NEL MUCCHIO. Raid israeliano nel campo di Nuseirat. Tel Aviv: l’obiettivo erano «20 o 30 miliziani». Statunitensi le armi della strage, come a Rafah. Altri paesi si aggiungono alla proposta di tregua che Biden attribuisce a Israele, ma che Bibi nega

Sangue rappreso nella scuola Onu di Nuseirat dopo il bombardamento israeliano foto Ap/Jehad Alshrafi Sangue rappreso nella scuola Onu di Nuseirat dopo il bombardamento israeliano - Ap/Jehad Alshrafi

Cintura di fuoco, così i palestinesi chiamano dal 7 ottobre i bombardamenti a circolo, come fossero un vortice, o un tornado.
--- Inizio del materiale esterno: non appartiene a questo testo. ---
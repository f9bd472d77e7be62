//! Status lines and JSON documents around a session
//!
//! The runner writes the session transcript itself. Everything else the
//! binary prints goes through [`Formatter`]: marked status lines on the
//! terminal, or JSON documents when `--json` is set.

use console::style;
use serde::Serialize;
use ssd_core::{Outcome, RunReport, Step};

use super::OutputConfig;

/// Kind of status line
#[derive(Debug, Clone, Copy, PartialEq, Eq)]
enum Mark {
    Success,
    Warning,
    Error,
}

impl Mark {
    fn symbol(self) -> &'static str {
        match self {
            Mark::Success => "✓",
            Mark::Warning => "⚠",
            Mark::Error => "✗",
        }
    }

    fn colored(self) -> String {
        let symbol = style(self.symbol());
        let styled = match self {
            Mark::Success => symbol.green(),
            Mark::Warning => symbol.yellow(),
            Mark::Error => symbol.red(),
        };
        styled.to_string()
    }
}

#[derive(Debug, Clone)]
pub struct Formatter {
    config: OutputConfig,
}

impl Formatter {
    pub fn new(config: OutputConfig) -> Self {
        Self { config }
    }

    pub fn is_json(&self) -> bool {
        self.config.json
    }

    pub fn is_quiet(&self) -> bool {
        self.config.quiet
    }

    fn colors_enabled(&self) -> bool {
        !self.config.no_color && !self.config.json
    }

    fn line(&self, mark: Mark, message: &str) -> String {
        let symbol = if self.colors_enabled() {
            mark.colored()
        } else {
            mark.symbol().to_string()
        };
        format!("{symbol} {message}")
    }

    /// Stdout; silent in quiet and JSON mode
    pub fn success(&self, message: &str) {
        if !self.config.quiet && !self.config.json {
            println!("{}", self.line(Mark::Success, message));
        }
    }

    /// Stderr; silent in quiet and JSON mode
    pub fn warning(&self, message: &str) {
        if !self.config.quiet && !self.config.json {
            eprintln!("{}", self.line(Mark::Warning, message));
        }
    }

    /// Stderr, always. A `{"error": ...}` object in JSON mode.
    pub fn error(&self, message: &str) {
        if self.config.json {
            eprintln!("{}", serde_json::json!({ "error": message }));
        } else {
            eprintln!("{}", self.line(Mark::Error, message));
        }
    }

    pub fn json<T: Serialize>(&self, value: &T) {
        match serde_json::to_string_pretty(value) {
            Ok(json) => println!("{json}"),
            Err(e) => eprintln!("Error serializing output: {e}"),
        }
    }

    pub fn println(&self, message: &str) {
        if !self.config.quiet {
            println!("{message}");
        }
    }

    /// Close a session: the report itself in JSON mode, a note on stderr
    /// when the run stopped early
    pub fn run_report(&self, report: &RunReport) {
        if self.config.json {
            self.json(report);
        } else if let Some(note) = stop_note(report) {
            self.warning(&note);
        }
    }
}

fn stop_note(report: &RunReport) -> Option<String> {
    match &report.outcome {
        Outcome::Completed => None,
        Outcome::Aborted { step, .. } => Some(format!(
            "Session stopped at {step} after {} of {} steps; bucket {} may still exist",
            report.completed.len(),
            Step::SEQUENCE.len(),
            report.bucket
        )),
    }
}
È questa l’espressione che hanno usato ieri alcuni dei sopravvissuti ai raid israeliani sulla scuola al-Sardi nel campo profughi di Nuseirat, nel centro di Gaza: una cintura di fuoco.
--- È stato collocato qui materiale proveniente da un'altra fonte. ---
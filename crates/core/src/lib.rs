//! ssd-core: Core library for the storage session demo
//!
//! This crate provides:
//! - The `ObjectStorageClient` trait the workflow runs against
//! - Access policies, sessions and the temporary upload payload
//! - `StorageDemoRunner`, the fixed bucket/object lifecycle
//! - Configuration and alias management
//! - An in-memory store for offline runs and tests
//!
//! Nothing here depends on a specific S3 SDK.

pub mod alias;
pub mod config;
pub mod error;
pub mod memory;
pub mod payload;
pub mod policy;
pub mod runner;
pub mod session;
pub mod traits;

pub use alias::{Alias, AliasManager, BucketLookup};
pub use config::{Config, ConfigManager};
pub use error::{Error, ErrorKind, ErrorType, Result, ServiceError};
pub use memory::MemoryStore;
pub use payload::{PayloadFile, SystemTempFiles, TempFileProvider};
pub use policy::{AccessPolicy, Grant, Grantee, Owner, Permission};
pub use runner::{ErrorReport, Outcome, RunReport, Step, StorageDemoRunner};
pub use session::Session;
pub use traits::{ByteStream, ObjectContent, ObjectInfo, ObjectStorageClient};
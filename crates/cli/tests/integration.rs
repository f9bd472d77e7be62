//! Integration tests for ssd against a live S3-compatible server
//!
//! Run with:
//! ```bash
//! docker run -d --name minio -p 9000:9000 \
//!     -e MINIO_ROOT_USER=accesskey \
//!     -e MINIO_ROOT_PASSWORD=secretkey \
//!     minio/minio server /data
//!
//! TEST_S3_ENDPOINT=http://localhost:9000 \
//! TEST_S3_ACCESS_KEY=accesskey \
//! TEST_S3_SECRET_KEY=secretkey \
//!     cargo test --features integration
//! ```

#![cfg(feature = "integration")]

use std::path::Path;
use std::process::{Command, Output};

use tempfile::TempDir;

fn run_ssd(args: &[&str], config_dir: &Path) -> Output {
    Command::new(env!("CARGO_BIN_EXE_ssd"))
        .args(args)
        .env("SSD_CONFIG_DIR", config_dir)
        .output()
        .expect("Failed to execute ssd command")
}

/// Get S3 test configuration from environment
fn get_test_config() -> Option<(String, String, String)> {
    let endpoint = std::env::var("TEST_S3_ENDPOINT").ok()?;
    let access_key = std::env::var("TEST_S3_ACCESS_KEY").ok()?;
    let secret_key = std::env::var("TEST_S3_SECRET_KEY").ok()?;
    Some((endpoint, access_key, secret_key))
}

/// Configure the `test` alias in a fresh config directory
fn setup_alias() -> Option<TempDir> {
    let (endpoint, access_key, secret_key) = get_test_config()?;
    let config_dir = tempfile::tempdir().ok()?;

    let output = run_ssd(
        &[
            "alias",
            "set",
            "test",
            &endpoint,
            &access_key,
            &secret_key,
            "--bucket-lookup",
            "path",
        ],
        config_dir.path(),
    );
    if !output.status.success() {
        eprintln!(
            "Failed to set alias: {}",
            String::from_utf8_lossy(&output.stderr)
        );
        return None;
    }

    Some(config_dir)
}

#[test]
fn test_full_session_against_server() {
    let Some(config_dir) = setup_alias() else {
        eprintln!("Skipping: S3 test config not available");
        return;
    };

    let output = run_ssd(&["run", "--alias", "test", "--json"], config_dir.path());
    assert!(output.status.success());

    let report: serde_json::Value =
        serde_json::from_slice(&output.stdout).expect("Invalid JSON report");
    // Some servers refuse ACL changes; the run must still end cleanly
    match report["outcome"]["status"].as_str() {
        Some("completed") => {
            assert_eq!(report["completed"].as_array().map(Vec::len), Some(10));
        }
        Some("aborted") => {
            assert_eq!(report["outcome"]["error"]["kind"], "service");
        }
        other => panic!("unexpected outcome: {other:?}"),
    }
}

#[test]
fn test_bad_credentials_are_reported() {
    let Some((endpoint, access_key, _)) = get_test_config() else {
        eprintln!("Skipping: S3 test config not available");
        return;
    };
    let config_dir = TempDir::new().unwrap();

    let output = run_ssd(
        &[
            "alias",
            "set",
            "wrong",
            &endpoint,
            &access_key,
            "definitely-not-the-secret",
            "--bucket-lookup",
            "path",
        ],
        config_dir.path(),
    );
    assert!(output.status.success());

    let output = run_ssd(&["run", "--alias", "wrong"], config_dir.path());
    assert!(output.status.success());

    let stdout = String::from_utf8_lossy(&output.stdout);
    assert!(stdout.contains("Caught a service error"));
    assert!(stdout.contains("HTTP Status Code: 403"));
    assert!(!stdout.contains("Listing buckets"));
}

#[test]
fn test_unreachable_endpoint_is_client_error() {
    let config_dir = TempDir::new().unwrap();

    let output = run_ssd(
        &[
            "alias",
            "set",
            "nowhere",
            "http://127.0.0.1:1",
            "accesskey",
            "secretkey",
            "--bucket-lookup",
            "path",
        ],
        config_dir.path(),
    );
    assert!(output.status.success());

    let output = run_ssd(&["run", "--alias", "nowhere"], config_dir.path());
    assert!(output.status.success());

    let stdout = String::from_utf8_lossy(&output.stdout);
    assert!(stdout.contains("Caught a client error"));
    assert!(stdout.contains("Error Message: "));
}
«Eravamo dentro la scuola e all’improvviso siamo stati bombardati, le persone sono state fatte a pezzi – racconta Anas al-Dahouk ad al Jazeera – Questo edificio ospitava famiglie e giovani, non hanno dato nessun avvertimento».
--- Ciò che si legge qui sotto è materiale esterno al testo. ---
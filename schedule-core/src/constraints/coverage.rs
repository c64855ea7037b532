//! C1 and C2: the two constraints that keep fixtures and court slots from colliding with
//! themselves.

use good_lp::Constraint;

use super::{sum_of, Variables};
use crate::model::League;

/// C1 — one slot per fixture: `Σ_{fcs∈f} x[fcs] ≤ 1` for every fixture.
///
/// Deliberately `≤` rather than `=`: a fixture that ends up with no scheduled FCS is left for
/// the driver to detect and report (§4.4 step 4), rather than making the whole model
/// infeasible whenever a single fixture has no eligible court slot.
pub fn one_slot_per_fixture(league: &League, vars: &Variables) -> Vec<Constraint> {
    league
        .fixtures
        .iter()
        .map(|fixture| {
            let lhs = sum_of(fixture.fixture_court_slot_ids.iter().map(|&id| vars.of(id)));
            lhs.leq(1)
        })
        .collect()
}

/// C2 — one fixture per court slot: `Σ_{fcs∈c} x[fcs] ≤ 1` for every court slot.
pub fn one_fixture_per_court_slot(league: &League, vars: &Variables) -> Vec<Constraint> {
    league
        .court_slots
        .iter()
        .map(|slot| {
            let lhs = sum_of(slot.fixture_court_slot_ids.iter().map(|&id| vars.of(id)));
            lhs.leq(1)
        })
        .collect()
}

#[cfg(test)]
mod tests {
    use super::*;
    use crate::generator::generate_fixtures;
    use crate::model::League;
    use crate::test_support::single_league_two_clubs;

    #[test]
    fn emits_one_constraint_per_fixture_and_per_slot() {
        let mut league = League::from_config(&single_league_two_clubs()).unwrap();
        generate_fixtures(&mut league);
        let vars = Variables::declare(&league);

        assert_eq!(one_slot_per_fixture(&league, &vars).len(), league.fixtures.len());
        assert_eq!(
            one_fixture_per_court_slot(&league, &vars).len(),
            league.court_slots.len()
        );
    }
}
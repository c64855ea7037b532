//! The relaxation search (§4.4, §9): when a league is infeasible as stated, widen the
//! incorrect-week budget until it solves, then tighten the priority floor back up as far as it
//! will go.
//!
//! Each attempt rebuilds the league and the model from scratch; nothing here edits an existing
//! model incrementally (§9's "constraints and objective are not incrementally edited").

use crate::generator::generate_fixtures;
use crate::model::{League, LeagueConfig};

use super::{schedule, ScheduleError, ScheduleOutcome, ScheduleParams, ScheduleStatus};

/// The parameters and outcome the search settled on.
pub struct RelaxationResult {
    pub num_allowed_incorrect_fixture_week: u32,
    pub num_forced_prioritised_nights: u32,
    pub league: League,
    pub outcome: ScheduleOutcome,
}

/// Searches for the smallest `num_allowed_incorrect_fixture_week` (up to `max_incorrect_to_try`)
/// that yields a feasible schedule, then the largest `num_forced_prioritised_nights` (up to
/// `max_forced_to_try`) that stays feasible alongside it.
///
/// `base_params` supplies everything else (wall-time budget, predefined fixtures, `as_of`,
/// `write_output`); its own `num_allowed_incorrect_fixture_week` and
/// `num_forced_prioritised_nights` are overwritten during the search.
pub fn find_feasible(
    config: &LeagueConfig,
    base_params: &ScheduleParams,
    max_incorrect_to_try: u32,
    max_forced_to_try: u32,
) -> Result<RelaxationResult, ScheduleError> {
    let mut num_allowed_incorrect = 0u32;
    let (mut league, mut outcome) = loop {
        let mut league = League::from_config(config)?;
        generate_fixtures(&mut league);
        let mut params = base_params.clone();
        params.num_allowed_incorrect_fixture_week = num_allowed_incorrect;
        params.num_forced_prioritised_nights = 0;
        log::info!("relaxation search: trying num_allowed_incorrect_fixture_week = {num_allowed_incorrect}");
        let outcome = schedule(&mut league, &params)?;
        let feasible = matches!(outcome.status, ScheduleStatus::Optimal | ScheduleStatus::Feasible);
        if feasible || num_allowed_incorrect >= max_incorrect_to_try {
            break (league, outcome);
        }
        num_allowed_incorrect += 1;
    };

    if !matches!(outcome.status, ScheduleStatus::Optimal | ScheduleStatus::Feasible) {
        return Ok(RelaxationResult {
            num_allowed_incorrect_fixture_week: num_allowed_incorrect,
            num_forced_prioritised_nights: 0,
            league,
            outcome,
        });
    }

    let mut num_forced = 0u32;
    while num_forced < max_forced_to_try {
        let candidate = num_forced + 1;
        let mut candidate_league = League::from_config(config)?;
        generate_fixtures(&mut candidate_league);
        let mut params = base_params.clone();
        params.num_allowed_incorrect_fixture_week = num_allowed_incorrect;
        params.num_forced_prioritised_nights = candidate;
        log::info!("relaxation search: trying num_forced_prioritised_nights = {candidate}");
        let candidate_outcome = schedule(&mut candidate_league, &params)?;
        if matches!(candidate_outcome.status, ScheduleStatus::Optimal | ScheduleStatus::Feasible) {
            num_forced = candidate;
            league = candidate_league;
            outcome = candidate_outcome;
        } else {
            break;
        }
    }

    Ok(RelaxationResult {
        num_allowed_incorrect_fixture_week: num_allowed_incorrect,
        num_forced_prioritised_nights: num_forced,
        league,
        outcome,
    })
}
La scuola al-Sardi è gestita dalle Nazioni unite, ma non è più una scuola dal 7 ottobre. Le aule sono piene di sfollati, circa 6mila, materassi e vestiti appesi fuori ad asciugare. La struttura è la stessa di tutte le scuole dell’Unrwa in Palestina, l’agenzia per i rifugiati palestinesi: vernice bianca e blu, i colori delle Nazioni unite, tre piani e una balaustra che corre lungo tutto l’edificio. Un modo per fare ombra, qui il sole picchia forte e il balcone coperto allontana i raggi dalle porte delle aule.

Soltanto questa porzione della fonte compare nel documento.